Frozen shoulder, also known as adhesive capsulitis, can be an incredibly painful and limiting condition. Characterized by stiffness and restricted range of motion in the shoulder joint, it can significantly hinder your daily activities and quality of life.
Fortunately, a combination of physiotherapy treatment and targeted home exercises can offer effective relief and help you regain mobility.
Understanding Frozen Shoulder
Frozen shoulder typically develops in three stages – freezing, frozen, and thawing.
During the freezing stage, pain and stiffness gradually increase, making simple tasks like reaching for items or putting on clothes difficult.
The frozen stage sees a plateau in pain, but the stiffness remains. In the thawing stage, the range of motion slowly improves.
Physiotherapy for Frozen Shoulder Treatment
Professional guidance is crucial for managing frozen shoulders.
A physiotherapist will assess your condition and design a customized treatment plan. This may include:
1. Joint Mobilization: Gentle, controlled movements to improve joint mobility.
2. Stretching Exercises: Targeted stretches to gradually increase shoulder flexibility.
3. Strengthening Exercises: Gradually building strength in the shoulder muscles to support improved range of motion.
4. Pain Management Techniques: Therapeutic modalities like heat, ice, and ultrasound to alleviate pain and reduce inflammation.
5. Manual Techniques: Soft tissue mobilization and myofascial release to release tension and promote healing.
Read Also – Neck Pain Relief Exercises
Home Exercises for Frozen Shoulder
Your physiotherapist will likely recommend home exercises to complement in-clinic sessions. Here are some effective home exercises for a frozen shoulder:
1. Pendulum Swing
Gently lean forward and use your good arm to support your weight. Allow the affected arm to hang freely and gently swing it in small circles.
2. Wall Climbing
Stand facing a wall and use your fingers to slowly “climb” the wall. As your flexibility improves, you can gradually increase the height you reach.
3. Crossover Arm Stretch
Hold a towel with one hand and let it hang behind your back. Reach up with the other hand and grasp the towel from below.
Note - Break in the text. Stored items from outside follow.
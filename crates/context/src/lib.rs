//! Tenant context (C8): an ambient, read-only record carried through every
//! async call that touches a store, an upstream, or the token manager.
//!
//! A [`TenantContext`] is built once per request (or once per background
//! sweep iteration) and passed explicitly as the first argument down the
//! call chain. It is cheap to clone: the scope list is shared via `Arc<[_]>`
//! and the cancellation handle is a `tokio_util` token, itself an `Arc`.

mod ambient;

use std::sync::Arc;

use store::{RateTier, TenantId};
use tokio_util::sync::{CancellationToken, WaitForCancellationFuture};

pub use ambient::{current, with_context};

/// Read-only per-request tenant context.
#[derive(Debug, Clone)]
pub struct TenantContext {
    tenant_id: TenantId,
    tenant_name: Arc<str>,
    region: Arc<str>,
    instance_url: Arc<str>,
    scopes: Arc<[String]>,
    tier: RateTier,
    budget_override: Option<ratelimit::TierBudget>,
    cancel: CancellationToken,
}

impl TenantContext {
    pub fn new(
        tenant_id: TenantId,
        tenant_name: impl Into<Arc<str>>,
        region: impl Into<Arc<str>>,
        instance_url: impl Into<Arc<str>>,
        scopes: impl Into<Arc<[String]>>,
        tier: RateTier,
    ) -> Self {
        Self {
            tenant_id,
            tenant_name: tenant_name.into(),
            region: region.into(),
            instance_url: instance_url.into(),
            scopes: scopes.into(),
            tier,
            budget_override: None,
            cancel: CancellationToken::new(),
        }
    }

    /// Overrides the tier's default request budget with a deployment-configured
    /// one. Used when the gateway's `[rate_limit.tier_overrides]` config names
    /// this tenant's tier.
    pub fn with_budget_override(mut self, budget: ratelimit::TierBudget) -> Self {
        self.budget_override = Some(budget);
        self
    }

    pub fn tenant_id(&self) -> TenantId {
        self.tenant_id
    }

    pub fn tenant_name(&self) -> &str {
        &self.tenant_name
    }

    pub fn region(&self) -> &str {
        &self.region
    }

    pub fn instance_url(&self) -> &str {
        &self.instance_url
    }

    pub fn scopes(&self) -> &[String] {
        &self.scopes
    }

    pub fn tier(&self) -> RateTier {
        self.tier
    }

    /// The request-budget numbers this tenant is entitled to: a configured
    /// override if one was supplied at construction, otherwise derived from
    /// the tier so that a tier change takes effect on the next request
    /// without invalidating any cached context.
    pub fn budget(&self) -> ratelimit::TierBudget {
        self.budget_override.unwrap_or_else(|| ratelimit::tier_defaults(self.tier))
    }

    pub fn has_scope(&self, scope: &str) -> bool {
        tenant::is_valid_scope(scope) && (self.scopes.iter().any(|s| s == scope) || self.scopes.iter().any(|s| s == tenant::WILDCARD_SCOPE))
    }

    /// Requests cancellation of all work sharing this context's token (a
    /// session close, a client disconnect).
    pub fn cancel(&self) {
        self.cancel.cancel();
    }

    pub fn is_cancelled(&self) -> bool {
        self.cancel.is_cancelled()
    }

    pub fn cancelled(&self) -> WaitForCancellationFuture<'_> {
        self.cancel.cancelled()
    }

    pub fn cancellation_token(&self) -> &CancellationToken {
        &self.cancel
    }

    /// Derives a child context whose cancellation token is linked to this
    /// one: cancelling the parent cancels the child, but not vice versa.
    /// Used to scope a single upstream call within a longer-lived session.
    pub fn child(&self) -> Self {
        Self {
            cancel: self.cancel.child_token(),
            ..self.clone()
        }
    }

    /// Derives a context carrying the same tenant data but an independent
    /// cancellation token. Work started under a detached context (the token
    /// manager's refresh path, the rate-limit sweeper) outlives the request
    /// that triggered it: a client disconnecting must not abort a refresh
    /// that other callers are waiting on.
    pub fn detached(&self) -> Self {
        Self {
            cancel: CancellationToken::new(),
            ..self.clone()
        }
    }
}

#[cfg(test)]
mod tests {
    use super::*;
    use uuid::Uuid;

    fn ctx() -> TenantContext {
        TenantContext::new(
            Uuid::new_v4(),
            "acme",
            "us",
            "https://acme.example.com",
            vec!["itsm.incidents.READ".to_string()],
            RateTier::Standard,
        )
    }

    #[test]
    fn has_scope_matches_exact_and_wildcard() {
        let c = ctx();
        assert!(c.has_scope("itsm.incidents.READ"));
        assert!(!c.has_scope("itsm.incidents.DELETE"));

        let wildcard = TenantContext::new(
            c.tenant_id(),
            "acme",
            "us",
            "https://acme.example.com",
            vec!["*".to_string()],
            RateTier::Standard,
        );
        assert!(wildcard.has_scope("itsm.incidents.DELETE"));
    }

    #[test]
    fn child_cancellation_follows_parent_but_not_reverse() {
        let parent = ctx();
        let child = parent.child();
        assert!(!child.is_cancelled());
        parent.cancel();
        assert!(child.is_cancelled());
    }

    #[test]
    fn detached_context_is_independent_of_parent_cancellation() {
        let parent = ctx();
        let detached = parent.detached();
        parent.cancel();
        assert!(parent.is_cancelled());
        assert!(!detached.is_cancelled());
    }

    #[tokio::test]
    async fn ambient_scope_exposes_current_context_for_logging() {
        let c = ctx();
        let tenant_id = c.tenant_id();
        with_context(c, async {
            let got = current().expect("context set within scope");
            assert_eq!(got.tenant_id(), tenant_id);
        })
        .await;
        assert!(current().is_none());
    }
}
Gently pull the towel with the top hand to stretch the affected shoulder.
4. Cane Exercises
Holding a cane or broomstick, perform exercises like “cane slides” to gently stretch and mobilize the shoulder joint.
5. External Rotation Stretch
Lie on your back with your elbow bent at 90 degrees and a rolled towel under your upper arm. Use your other hand to gently press down on the bent elbow, stretching the shoulder.
Consistency: Perform your prescribed exercises and stretches consistently to achieve the best results.
Gradual Progression: Start with gentle movements and gradually increase intensity as your mobility improves.
Pain Awareness: Mild discomfort is expected during exercises, but never push through sharp or severe pain.
Stay Hydrated: Proper hydration supports joint health and mobility.
Remember, every individual’s condition is unique. Consult a qualified physiotherapist before starting any exercise regimen, and ensure you follow their guidance closely. With the right approach, patience, and dedication, you can effectively manage frozen shoulders and regain the freedom to move and enjoy life to the fullest.